## About this task
Set down all of the records exactly.

Data for analysis START

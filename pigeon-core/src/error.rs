use thiserror::Error;

/// The error taxonomy shared by every store in this crate.
///
/// Sandbox failures are deliberately excluded from aborting a lens build:
/// the lens engine records each failed map-function run in the lens's build
/// log and moves on. [`CoreError::Sandbox`] exists for sandbox
/// implementations that need to surface a fault through an ordinary
/// `Result` outside the build loop.
#[derive(Debug, Error)]
pub enum CoreError {
    #[error("not found: {what}")]
    NotFound { what: String },

    #[error("already exists: {what}")]
    AlreadyExists { what: String },

    #[error("missing attachments: {}", .hash_urls.join(", "))]
    MissingAttachments { hash_urls: Vec<String> },

    #[error("validation failed: {reason}")]
    ValidationFailed { reason: String },

    #[error("codec error: {0}")]
    Codec(String),

    #[error("attachment too large: {bytes} bytes (max {max})")]
    TooLarge { bytes: u64, max: u64 },

    #[error("io error: {0}")]
    Io(#[from] std::io::Error),

    #[error("sandbox error on {input}: {message}")]
    Sandbox {
        input: String,
        message: String,
        stack: Option<String>,
    },
}

pub type Result<T> = std::result::Result<T, CoreError>;

impl CoreError {
    pub fn not_found(what: impl Into<String>) -> Self {
        CoreError::NotFound { what: what.into() }
    }

    pub fn already_exists(what: impl Into<String>) -> Self {
        CoreError::AlreadyExists { what: what.into() }
    }

    pub fn validation(reason: impl Into<String>) -> Self {
        CoreError::ValidationFailed {
            reason: reason.into(),
        }
    }

    pub fn missing_attachments(hash_urls: Vec<String>) -> Self {
        CoreError::MissingAttachments { hash_urls }
    }
}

Data for analysis END

## Response
filename pigeon-core/src/error.rs
use thiserror::Error;

/// The error taxonomy shared by every store in this crate.
///
/// Sandbox failures are deliberately excluded from aborting a lens build:
/// the lens engine records each failed map-function run in the lens's build
/// log and moves on. [`CoreError::Sandbox`] exists for sandbox
/// implementations that need to surface a fault through an ordinary
/// `Result` outside the build loop.
#[derive(Debug, Error)]
pub enum CoreError {
    #[error("not found: {what}")]
    NotFound { what: String },

    #[error("already exists: {what}")]
    AlreadyExists { what: String },

    #[error("missing attachments: {}", .hash_urls.join(", "))]
    MissingAttachments { hash_urls: Vec<String> },

    #[error("validation failed: {reason}")]
    ValidationFailed { reason: String },

    #[error("codec error: {0}")]
    Codec(String),

    #[error("attachment too large: {bytes} bytes (max {max})")]
    TooLarge { bytes: u64, max: u64 },

    #[error("io error: {0}")]
    Io(#[from] std::io::Error),

    #[error("sandbox error on {input}: {message}")]
    Sandbox {
        input: String,
        message: String,
        stack: Option<String>,
    },
}

pub type Result<T> = std::result::Result<T, CoreError>;

impl CoreError {
    pub fn not_found(what: impl Into<String>) -> Self {
        CoreError::NotFound { what: what.into() }
    }

    pub fn already_exists(what: impl Into<String>) -> Self {
        CoreError::AlreadyExists { what: what.into() }
    }

    pub fn validation(reason: impl Into<String>) -> Self {
        CoreError::ValidationFailed {
            reason: reason.into(),
        }
    }

    pub fn missing_attachments(hash_urls: Vec<String>) -> Self {
        CoreError::MissingAttachments { hash_urls }
    }
}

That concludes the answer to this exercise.